The Boy's Nervy

He was at the point where he was going to kill himself. Everything leading up to his thesis but he hadn't done any of it. He went to the art school downtown. Across the building lay apartments without blinds. People often walked around naked and always Dean looked away. Rolls of film—Moses got them for him—he didn't use. He was supposed to use a 16mm camera for his thesis but that never materialized. Instead he did very peculiar things.

One was especially good, which was to take his little pen knife and pick at the flesh on his arm. Different shapes or amounts of trickling against skin he'd hardly loved until these days. The blood would patter different depending on where it hit the sink. It felt good. He felt nervy, his neurons afire—blaze ran up his spine everytime he went too deep. Pain was one thing but it was that blaze he liked. It was inches away from the type of burn that came when he came; Moses hadn't fucked him for months.
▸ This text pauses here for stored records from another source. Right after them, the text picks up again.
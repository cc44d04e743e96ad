//! Backend drivers and the bootstrap factory.
//!
//! A driver realizes the full storage contract against one physical
//! substrate. `build_storage` validates the configuration and constructs
//! the driver selected by `backend`: the filesystem driver, the plain
//! relational driver (blobs in the database) or the hybrid driver
//! (relational metadata plus an S3-compatible object store, fronted by
//! the cache tier).

pub mod filesystem;
pub mod sql_backend;

pub use filesystem::FilesystemBackend;
pub use sql_backend::SqlBackend;

use crate::cache::{L2Cache, TieredCache};
use crate::config::{BackendType, StorageConfig};
use crate::context::OpContext;
use crate::errors::StorageError;
use crate::metadata::MetadataStore;
use crate::object_store::{BlobStore, S3BlobStore, SqlBlobStore};
use crate::observability::{outcome_label, StorageMetrics};
use crate::storage::Storage;
use std::future::Future;
use std::sync::atomic::{AtomicUsize, Ordering};
use std::sync::Arc;
use std::time::{Duration, Instant};
use tokio_util::sync::CancellationToken;
use tracing::{debug, info, warn};

/// Construct the backend selected by the configuration. The config must
/// already be validated; corrupt configuration aborts bootstrap.
pub async fn build_storage(config: &StorageConfig) -> Result<Arc<dyn Storage>, StorageError> {
    config
        .validate()
        .map_err(|e| StorageError::InvalidArgument(e.to_string()))?;
    let metrics = Arc::new(StorageMetrics::new());

    match config.backend {
        BackendType::Filesystem => {
            let root = config
                .filesystem
                .root
                .as_ref()
                .ok_or_else(|| StorageError::InvalidArgument("missing filesystem root".into()))?;
            info!(root = %root.display(), "starting filesystem storage backend");
            Ok(Arc::new(FilesystemBackend::open(root.clone(), metrics)?))
        }
        BackendType::Postgres => {
            let meta = Arc::new(MetadataStore::connect(&config.metadata)?);
            let blobs: Arc<dyn BlobStore> = Arc::new(SqlBlobStore::new(
                meta.primary_pool(),
                meta.query_timeout(),
            ));
            let cache = build_cache(config, Arc::clone(&metrics)).await;
            info!("starting relational storage backend");
            Ok(Arc::new(SqlBackend::new(
                meta, blobs, cache, metrics, "postgres", false,
            )))
        }
        BackendType::Hybrid => {
            let meta = Arc::new(MetadataStore::connect(&config.metadata)?);
            let blobs: Arc<dyn BlobStore> =
                Arc::new(S3BlobStore::connect(&config.object_store).await?);
            let cache = build_cache(config, Arc::clone(&metrics)).await;
            info!(bucket = %config.object_store.bucket, "starting hybrid storage backend");
            Ok(Arc::new(SqlBackend::new(
                meta, blobs, cache, metrics, "hybrid", true,
            )))
        }
    }
}

/// The cache tier comes up even when the network cache is unreachable:
/// an L2 outage must never take the registry down with it.
async fn build_cache(
    config: &StorageConfig,
    metrics: Arc<StorageMetrics>,
) -> Option<Arc<TieredCache>> {
    if !config.cache.enabled {
        return None;
    }
    let l2 = if config.network_cache.url.is_some() {
        match L2Cache::connect(&config.network_cache).await {
            Ok(l2) => Some(l2),
            Err(e) => {
                warn!(error = %e, "network cache unavailable at bootstrap, running with L1 only");
                None
            }
        }
    } else {
        None
    };
    Some(Arc::new(TieredCache::new(
        config.cache.clone(),
        l2,
        metrics,
    )))
}

/// Tracks one in-flight operation for drain-on-close accounting.
pub(crate) struct InFlightGuard {
    counter: Arc<AtomicUsize>,
}

impl InFlightGuard {
    pub(crate) fn enter(counter: &Arc<AtomicUsize>) -> Self {
        counter.fetch_add(1, Ordering::SeqCst);
        Self {
            counter: Arc::clone(counter),
        }
    }
}

impl Drop for InFlightGuard {
    fn drop(&mut self) {
        self.counter.fetch_sub(1, Ordering::SeqCst);
    }
}

/// Wait until every in-flight operation finished or the grace period
/// elapsed. Returns whether the drain completed.
pub(crate) async fn drain_in_flight(counter: &AtomicUsize, grace: Duration) -> bool {
    let deadline = Instant::now() + grace;
    while counter.load(Ordering::SeqCst) > 0 {
        if Instant::now() >= deadline {
            return false;
        }
        tokio::time::sleep(Duration::from_millis(10)).await;
    }
    true
}

/// Shared per-operation machinery for the drivers: rejects work after
/// shutdown, tracks in-flight counts, bounds the operation by the
/// context, records metrics and emits the structured log record.
pub(crate) struct OpRunner {
    backend: &'static str,
    metrics: Arc<StorageMetrics>,
    in_flight: Arc<AtomicUsize>,
    shutdown: CancellationToken,
}

impl OpRunner {
    pub(crate) fn new(backend: &'static str, metrics: Arc<StorageMetrics>) -> Self {
        Self {
            backend,
            metrics,
            in_flight: Arc::new(AtomicUsize::new(0)),
            shutdown: CancellationToken::new(),
        }
    }

    pub(crate) async fn run<T, F>(
        &self,
        ctx: &OpContext,
        op: &'static str,
        fut: F,
    ) -> Result<T, StorageError>
    where
        F: Future<Output = Result<T, StorageError>>,
    {
        if self.shutdown.is_cancelled() {
            return Err(StorageError::Canceled);
        }
        let _guard = InFlightGuard::enter(&self.in_flight);
        let started = Instant::now();
        let result = tokio::select! {
            _ = self.shutdown.cancelled() => Err(StorageError::Canceled),
            bounded = ctx.bound(fut) => match bounded {
                Ok(inner) => inner,
                Err(e) => Err(e),
            },
        };
        self.metrics
            .record_op(op, self.backend, outcome_label(&result), started.elapsed());
        match &result {
            Ok(_) => debug!(
                operation = op,
                backend = self.backend,
                request_id = ?ctx.request_id(),
                elapsed_ms = started.elapsed().as_millis() as u64,
                "storage operation ok"
            ),
            Err(e) => debug!(
                operation = op,
                backend = self.backend,
                request_id = ?ctx.request_id(),
                error = %e,
                "storage operation failed"
            ),
        }
        result
    }

    /// Drain then cut off stragglers. Returns whether the drain finished
    /// within the grace period.
    pub(crate) async fn close(&self, grace: Duration) -> bool {
        let drained = drain_in_flight(&self.in_flight, grace).await;
        self.shutdown.cancel();
        if !drained {
            debug!(
                backend = self.backend,
                "grace period elapsed with operations in flight, cancelling"
            );
        }
        drained
    }
}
Moses didn't come here anymore. Dean lived in this apartment where floors below, homeless men pissed on the sidewalks and rendered it very difficult to discern between rain puddle or worse. He was either insulted by the men or hit on; speed made it hard for them to see he wasn't a woman. He didn't sleep very well either. The cars were never loud at night but his brain sang the songs of long ago, big band music playing in loops until his retina flashed into vision from how hard he squeezed his eyes. Depression was just another thing in a list of many; he knew the school would let him go one day.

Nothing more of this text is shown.